The author of the original piece is a behavioral economist, not a philosopher nor a historian. He is attempting a philosophical project from historical examples. The problem with doing that is that the two disciplines are diametrically opposed to one another: history is concerned with stating the particular facts that actually happened; philosophy is concerned with the universals (such as this notion of 'fairness,' which appears in at least some form from Aristotle's 'justice as fairness plus lawfulness' to Iranian diyya to Saxon wergild to American payments for wrongful death or dismemberment). The attempt to straddle that line with economics is closer to the historical project, but the historical facts are in a sense accidents that might have gone this way or a different one as far as we know. The universals are found where, regardless of which way the facts happened to go, we still find the same themes emerging.
Fairness and its relationship to justice is one of those things. I think it is probably true that those who occupy powerful bargaining positions are able to use their bargaining power in part to get the people around them to ratify their unfair position. The fact that they always feel the need to do so, with tools like laws or by purchasing social praise from journalists, or from skalds or scops or poets, or by purchasing masses from priests or commissioning praise-plays from playwrights, shows not that fairness is defined by their power. It shows that they are universally keenly aware that the unfairness makes their position perilous, and are always in every society seeking to shore it up.
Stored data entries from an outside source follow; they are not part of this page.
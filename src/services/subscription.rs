use std::sync::Arc;

use thiserror::Error;
use time::OffsetDateTime;
use tracing::warn;
use uuid::Uuid;

use crate::db::plan_repository::PlanRepository;
use crate::db::subscriber_repository::SubscriberRepository;
use crate::models::plan::{Plan, PlanKind};
use crate::models::subscriber::Subscriber;
use crate::services::eligibility::EligibilityCheck;
use crate::services::lifecycle::{self, LifecycleError};
use crate::services::notifier::Notifier;

#[derive(Debug, Error)]
pub enum SubscriptionError {
    #[error("subscriber not found")]
    SubscriberNotFound,
    #[error(transparent)]
    Lifecycle(#[from] LifecycleError),
    #[error("database error: {0}")]
    Store(#[from] sqlx::Error),
}

/// Owns the subscriber-side transitions: default assignment at registration,
/// lazy expiry downgrades, and trial starts. Paid grants arrive through the
/// ledger instead.
pub struct SubscriptionService {
    subscribers: Arc<dyn SubscriberRepository>,
    plans: Arc<dyn PlanRepository>,
    eligibility: Arc<dyn EligibilityCheck>,
    notifier: Arc<dyn Notifier>,
    free_plan: Plan,
    trial_plan: Plan,
    lifetime_plan: Option<Plan>,
}

impl SubscriptionService {
    pub fn new(
        subscribers: Arc<dyn SubscriberRepository>,
        plans: Arc<dyn PlanRepository>,
        eligibility: Arc<dyn EligibilityCheck>,
        notifier: Arc<dyn Notifier>,
        free_plan: Plan,
        trial_plan: Plan,
        lifetime_plan: Option<Plan>,
    ) -> Self {
        Self {
            subscribers,
            plans,
            eligibility,
            notifier,
            free_plan,
            trial_plan,
            lifetime_plan,
        }
    }

    /// Registers a subscriber and assigns their default plan in one call.
    pub async fn register(
        &self,
        email: &str,
        now: OffsetDateTime,
    ) -> Result<Subscriber, SubscriptionError> {
        let subscriber = self.subscribers.insert_subscriber(email).await?;
        self.assign_default_plan(subscriber, now).await
    }

    /// Idempotent: a subscriber who already has a plan is returned unchanged.
    /// Eligible subscribers get the lifetime plan, everyone else the free one;
    /// both carry no expiry.
    pub async fn assign_default_plan(
        &self,
        subscriber: Subscriber,
        now: OffsetDateTime,
    ) -> Result<Subscriber, SubscriptionError> {
        if subscriber.current_plan_id.is_some() {
            return Ok(subscriber);
        }

        let plan = match &self.lifetime_plan {
            Some(lifetime) if self.eligibility.qualifies_for_lifetime_grant(&subscriber) => {
                lifetime
            }
            _ => &self.free_plan,
        };

        self.subscribers
            .assign_plan_if_unset(subscriber.id, plan.id, None, now)
            .await?;
        self.refetch(subscriber.id).await
    }

    /// Lazy expiry enforcement, run at the billing entry points. Downgrades a
    /// lapsed subscriber to the free plan and returns the fresh row; repeated
    /// calls and concurrent races are no-ops.
    pub async fn check_expiry(
        &self,
        subscriber_id: Uuid,
        now: OffsetDateTime,
    ) -> Result<Subscriber, SubscriptionError> {
        let subscriber = self.refetch(subscriber_id).await?;
        if !lifecycle::expiry_due(&subscriber, now) {
            return Ok(subscriber);
        }

        self.subscribers
            .downgrade_if_expired(subscriber_id, self.free_plan.id, now)
            .await?;
        self.refetch(subscriber_id).await
    }

    /// Starts the one-per-subscriber free trial. The pure check produces the
    /// precise refusal; the guarded UPDATE makes the check-then-act atomic, so
    /// a racing duplicate request loses with `TrialNotEligible` rather than a
    /// second trial.
    pub async fn start_trial(
        &self,
        subscriber_id: Uuid,
        now: OffsetDateTime,
    ) -> Result<Subscriber, SubscriptionError> {
        let subscriber = self.check_expiry(subscriber_id, now).await?;
        let current_plan_kind = self.plan_kind_of(&subscriber).await?;

        let change =
            lifecycle::plan_change_for_trial(&subscriber, current_plan_kind, &self.trial_plan, now)?;

        let expires_at = change
            .expires_at
            .ok_or_else(|| LifecycleError::InvalidTransition("trial must carry an expiry".into()))?;
        let applied = self
            .subscribers
            .begin_trial(
                subscriber_id,
                self.free_plan.id,
                self.trial_plan.id,
                expires_at,
                now,
            )
            .await?;
        if !applied {
            return Err(LifecycleError::TrialNotEligible.into());
        }

        let subscriber = self.refetch(subscriber_id).await?;
        // Best effort; a refused email never rolls back the trial.
        if let Err(err) = self
            .notifier
            .notify_trial_started(&subscriber, &self.trial_plan)
            .await
        {
            warn!(
                subscriber_id = %subscriber.id,
                error = %err,
                "failed to send trial-start notification"
            );
        }
        Ok(subscriber)
    }

    async fn plan_kind_of(
        &self,
        subscriber: &Subscriber,
    ) -> Result<Option<PlanKind>, SubscriptionError> {
        let plan_id = match subscriber.current_plan_id {
            Some(id) => id,
            None => return Ok(None),
        };
        Ok(self.plans.find_plan(plan_id).await?.map(|p| p.kind()))
    }

    async fn refetch(&self, subscriber_id: Uuid) -> Result<Subscriber, SubscriptionError> {
        self.subscribers
            .find_subscriber(subscriber_id)
            .await?
            .ok_or(SubscriptionError::SubscriberNotFound)
    }
}

#[cfg(test)]
mod tests {
    use super::*;
    use crate::db::mock_db::MockDb;
    use crate::models::plan::BillingPeriod;
    use crate::services::eligibility::FixedEligibility;
    use crate::services::notifier::MockNotifier;
    use time::Duration;

    fn plan(slug: &str, period: BillingPeriod, price_cents: i64, is_trial: bool) -> Plan {
        Plan {
            id: Uuid::new_v4(),
            slug: slug.into(),
            name: slug.into(),
            price_cents,
            currency: "usd".into(),
            billing_period: period,
            max_boards: if price_cents == 0 && !is_trial {
                Some(3)
            } else {
                None
            },
            max_items_per_board: None,
            can_share: price_cents > 0 || is_trial,
            is_trial,
            gateway_price_id: None,
            created_at: OffsetDateTime::now_utc(),
        }
    }

    struct Fixture {
        db: Arc<MockDb>,
        notifier: Arc<MockNotifier>,
        free: Plan,
        trial: Plan,
        lifetime: Plan,
    }

    impl Fixture {
        fn new() -> Self {
            let db = Arc::new(MockDb::new());
            let free = db.seed_plan(plan("free", BillingPeriod::Free, 0, false));
            let trial = db.seed_plan(plan("pro-trial", BillingPeriod::Monthly, 1000, true));
            let lifetime = db.seed_plan(plan("lifetime", BillingPeriod::Lifetime, 19900, false));
            Self {
                db,
                notifier: Arc::new(MockNotifier::new()),
                free,
                trial,
                lifetime,
            }
        }

        fn service(&self, staff: bool) -> SubscriptionService {
            SubscriptionService::new(
                self.db.clone(),
                self.db.clone(),
                Arc::new(FixedEligibility(staff)),
                self.notifier.clone(),
                self.free.clone(),
                self.trial.clone(),
                Some(self.lifetime.clone()),
            )
        }
    }

    #[tokio::test]
    async fn register_assigns_free_plan_with_no_expiry() {
        let fx = Fixture::new();
        let service = fx.service(false);
        let now = OffsetDateTime::now_utc();

        let subscriber = service.register("ana@example.com", now).await.unwrap();
        assert_eq!(subscriber.current_plan_id, Some(fx.free.id));
        assert_eq!(subscriber.plan_expires_at, None);
    }

    #[tokio::test]
    async fn eligible_subscriber_gets_lifetime_grant() {
        let fx = Fixture::new();
        let service = fx.service(true);
        let now = OffsetDateTime::now_utc();

        let subscriber = service.register("ana@clipdeck.io", now).await.unwrap();
        assert_eq!(subscriber.current_plan_id, Some(fx.lifetime.id));
        assert_eq!(subscriber.plan_expires_at, None);
    }

    #[tokio::test]
    async fn default_assignment_never_overwrites_an_existing_plan() {
        let fx = Fixture::new();
        let service = fx.service(true);
        let now = OffsetDateTime::now_utc();

        let subscriber = fx.service(false).register("ana@example.com", now).await.unwrap();
        let again = service.assign_default_plan(subscriber.clone(), now).await.unwrap();
        assert_eq!(again.current_plan_id, Some(fx.free.id));
    }

    #[tokio::test]
    async fn check_expiry_downgrades_lapsed_subscriber_once() {
        let fx = Fixture::new();
        let service = fx.service(false);
        let now = OffsetDateTime::now_utc();
        let paid = fx
            .db
            .seed_plan(plan("pro-monthly", BillingPeriod::Monthly, 1000, false));

        let mut subscriber = service.register("ana@example.com", now).await.unwrap();
        subscriber.current_plan_id = Some(paid.id);
        subscriber.plan_expires_at = Some(now - Duration::days(1));
        {
            let mut rows = fx.db.subscribers.lock().unwrap();
            rows.clear();
            rows.push(subscriber.clone());
        }

        let after = service.check_expiry(subscriber.id, now).await.unwrap();
        assert_eq!(after.current_plan_id, Some(fx.free.id));
        assert_eq!(after.plan_expires_at, None);

        // Idempotent: a second pass changes nothing.
        let again = service.check_expiry(subscriber.id, now).await.unwrap();
        assert_eq!(again.current_plan_id, Some(fx.free.id));
    }

    #[tokio::test]
    async fn check_expiry_leaves_active_and_lifetime_plans_alone() {
        let fx = Fixture::new();
        let service = fx.service(true);
        let now = OffsetDateTime::now_utc();

        let subscriber = service.register("ana@clipdeck.io", now).await.unwrap();
        let after = service.check_expiry(subscriber.id, now).await.unwrap();
        assert_eq!(after.current_plan_id, Some(fx.lifetime.id));
    }

    #[tokio::test]
    async fn trial_starts_once_and_flags_forever() {
        let fx = Fixture::new();
        let service = fx.service(false);
        let now = OffsetDateTime::now_utc();

        let subscriber = service.register("ana@example.com", now).await.unwrap();
        let on_trial = service.start_trial(subscriber.id, now).await.unwrap();
        assert_eq!(on_trial.current_plan_id, Some(fx.trial.id));
        assert!(on_trial.trial_taken);
        let expires = on_trial.plan_expires_at.expect("trial must expire");
        assert_eq!(expires, now + Duration::days(7));

        // After the trial lapses and the downgrade runs, a second trial is
        // still refused.
        let later = expires + Duration::days(1);
        let downgraded = service.check_expiry(subscriber.id, later).await.unwrap();
        assert_eq!(downgraded.current_plan_id, Some(fx.free.id));
        let err = service.start_trial(subscriber.id, later).await.unwrap_err();
        assert!(matches!(
            err,
            SubscriptionError::Lifecycle(LifecycleError::TrialNotEligible)
        ));
    }

    #[tokio::test]
    async fn unknown_subscriber_is_reported_as_missing() {
        let fx = Fixture::new();
        let service = fx.service(false);
        let now = OffsetDateTime::now_utc();

        let err = service.check_expiry(Uuid::new_v4(), now).await.unwrap_err();
        assert!(matches!(err, SubscriptionError::SubscriberNotFound));
    }
}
So what is fair, regardless of the facts of society? That was a question asked by John Rawls in the last century in his famous 'Veil of Ignorance' thought experiment. It's not an experiment that can actually be performed successfully, only imagined as a way of thinking about the problem. If you could pull people from different societies, times, and places, and put them through this 'veil' so that they were temporarily unaware of the facts of their society, and ask them to devise fair rules for any society -- knowing that any society would have inequalities of these kinds, but not knowing where they would fall -- what kinds of rules would they devise?
Rawls wrote a long book about the idea that 'justice JUST IS fairness,' but if you read it he ends up smuggling back in Aristotle's idea that you need laws to enforce people treating each other the way that virtuous people would do by free choice. Thus, after the whole long thing you end up all the way back at the beginning with Aristotle. But there's your universal: two thousand years of law and economics and philosophy, and we always end up in the same place.